Symptoms of Ovarian Cancer
Ovarian cancer occurs in the ovaries when healthy ovarian cells begin to multiply abnormally. This abnormality produces tumours in one or both ovaries. Unfortunately, there are no significant symptoms of the disease at this point. Nausea, fatigue or indigestion that usually accompany the disease are often confused with other health conditions. By the time more severe symptoms are noticeable, such as pelvic and back pain, vaginal bleeding and pain during sexual intercourse, the cancer has already spread to other body organs and has done significant damage.
Ovarian cancer often develops in women with a family history of the disease. A woman with a significant family history of breast cancer also has a greater chance of developing the disease. Obesity, age and poor diet are other factors that can contribute to the onset of this loathsome condition. Menopausal women are mainly at risk, but the disease can occur in nonmenopausal women as well. Fertility drugs increase the risk of ovarian cancer.
Types of Ovarian Cancer
Ovarian cancer consists of three types, determined by the cells in which the cancer develops:
Epithelial cancer is the most common and usually occurs in women 40 and older. According to the American College of Obstetricians and Gynecologists, about 85 to 90 per cent of all ovarian cancers stem from epithelial cells. Epithelial cells cover the surface of the ovaries.

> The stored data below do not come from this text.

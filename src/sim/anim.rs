//! Sprite-sheet frame stepping for the walking target

use serde::{Deserialize, Serialize};

use crate::consts::{FRAME_HEIGHT, FRAME_WIDTH, GUMBA_FRAME_INCREMENT, GUMBA_FRAMES, SHEET_COLUMNS};

/// Pixel rectangle inside a texture
#[derive(Debug, Clone, Copy, PartialEq, Eq, Serialize, Deserialize)]
pub struct TextureRect {
    pub x: u32,
    pub y: u32,
    pub width: u32,
    pub height: u32,
}

impl TextureRect {
    /// Cell of `frame` in a row-major sheet of `columns` cells per row
    pub fn grid_cell(frame: u32, columns: u32, width: u32, height: u32) -> Self {
        Self {
            x: (frame % columns) * width,
            y: (frame / columns) * height,
            width,
            height,
        }
    }
}

/// Fractional frame counter that advances every tick
#[derive(Debug, Clone, Serialize, Deserialize)]
pub struct SpriteAnimation {
    pub counter: f32,
    pub frame: u32,
    pub frame_count: u32,
    pub increment: f32,
}

impl Default for SpriteAnimation {
    fn default() -> Self {
        Self::new(GUMBA_FRAMES, GUMBA_FRAME_INCREMENT)
    }
}

impl SpriteAnimation {
    pub fn new(frame_count: u32, increment: f32) -> Self {
        Self {
            counter: 0.0,
            frame: 0,
            frame_count,
            increment,
        }
    }

    /// Advance one tick. Returns the new cell only when the discrete frame changed.
    pub fn advance(&mut self) -> Option<TextureRect> {
        self.counter += self.increment;
        let mut frame = self.counter as u32;
        if frame >= self.frame_count {
            frame = 0;
            self.counter = 0.0;
        }
        if frame == self.frame {
            return None;
        }
        self.frame = frame;
        Some(self.rect())
    }

    /// Sheet cell for the current frame
    pub fn rect(&self) -> TextureRect {
        TextureRect::grid_cell(self.frame, SHEET_COLUMNS, FRAME_WIDTH, FRAME_HEIGHT)
    }
}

Germ cell tumours occur in about 5 to 20 per cent of ovarian cancer patients. Germ cells are cells in the ovaries from which the eggs develop. Cancer developing from these cells occurs primarily in children and adolescents.
A third type of ovarian cancer is called sex cord--stromal tumours. This type of cancer accounts for most of the hormonally active ovarian tumours. These tumours occur inside the ovaries in connective tissues. Sex cord-stromal tumours often have more specific symptoms such as vaginal bleeding and infrequent menstrual periods.
Stages of Ovarian Cancer
There are several stages of ovarian cancer:
At Stage I, the cancer cells are contained in one (or possibly both) ovaries. The cells also may be located on the surface of the ovaries or in the fluid obtained from the abdomen.
Stage II consists of cells that have spread from the affected ovary (or ovaries) to other tissues in the pelvic area. The uterus and Fallopian tubes can be affected at this stage.
At Stage III, the abnormal cells have spread to tissues outside the pelvic area. The cancer cells may be located in the lymph nodes or outside the liver.
At advanced Stage IV, cancerous cells have found their way to tissues outside the abdomen. The liver, lungs and other pertinent organs are now affected.
Growth Rate of Ovarian Cancer
Although ovarian cancer can spread throughout the entire body, it usually stays in the abdomen and affects organs such as the stomach, intestines and liver. Women are encouraged to stay in tune with their bodies and have regular gynecologist visits as ovarian tumours can develop and spread very quickly. If the cancer goes unchecked, great damage is done to body organs and death is imminent.
Treatment for Ovarian Cancer
Doctors often prescribe chemotherapy as a preventive measure for ovarian cancer. Surgery is commonly recommended for women at high risk. Preventive surgery, however, does not eliminate all risks of developing the disease. There has been much discussion of late of the possibility of deterring the disease with contraceptive pills. This method, however, is not for everyone. Women should be knowledgeable of genetic disorders in their family history, seek genetic counselling and continue to have regular checkups to improve chances of averting the disease. Treatment after diagnosis of ovarian cancer includes surgery, chemotherapy and radiation treatments in specialised cases.
Survival Rate of Ovarian Cancer Patients
According to a recent medical review by the American Cancer Society, approximately 3 out of 4 women with ovarian cancer survive at least one year after diagnosis; 46 per cent live at least five years. If the cancer is detected and treated before it has spread outside the ovary, there is a five-year survival rate of 93 per cent. Women under the age of 65 have a greater life expectancy than their older counterparts. Patients with low-grade cancer and those treated with chemotherapy also have a greater survival rate. Woman who are diagnosed with Stage IV ovarian cancer generally are given about a 20 per cent chance of survival past the next five years.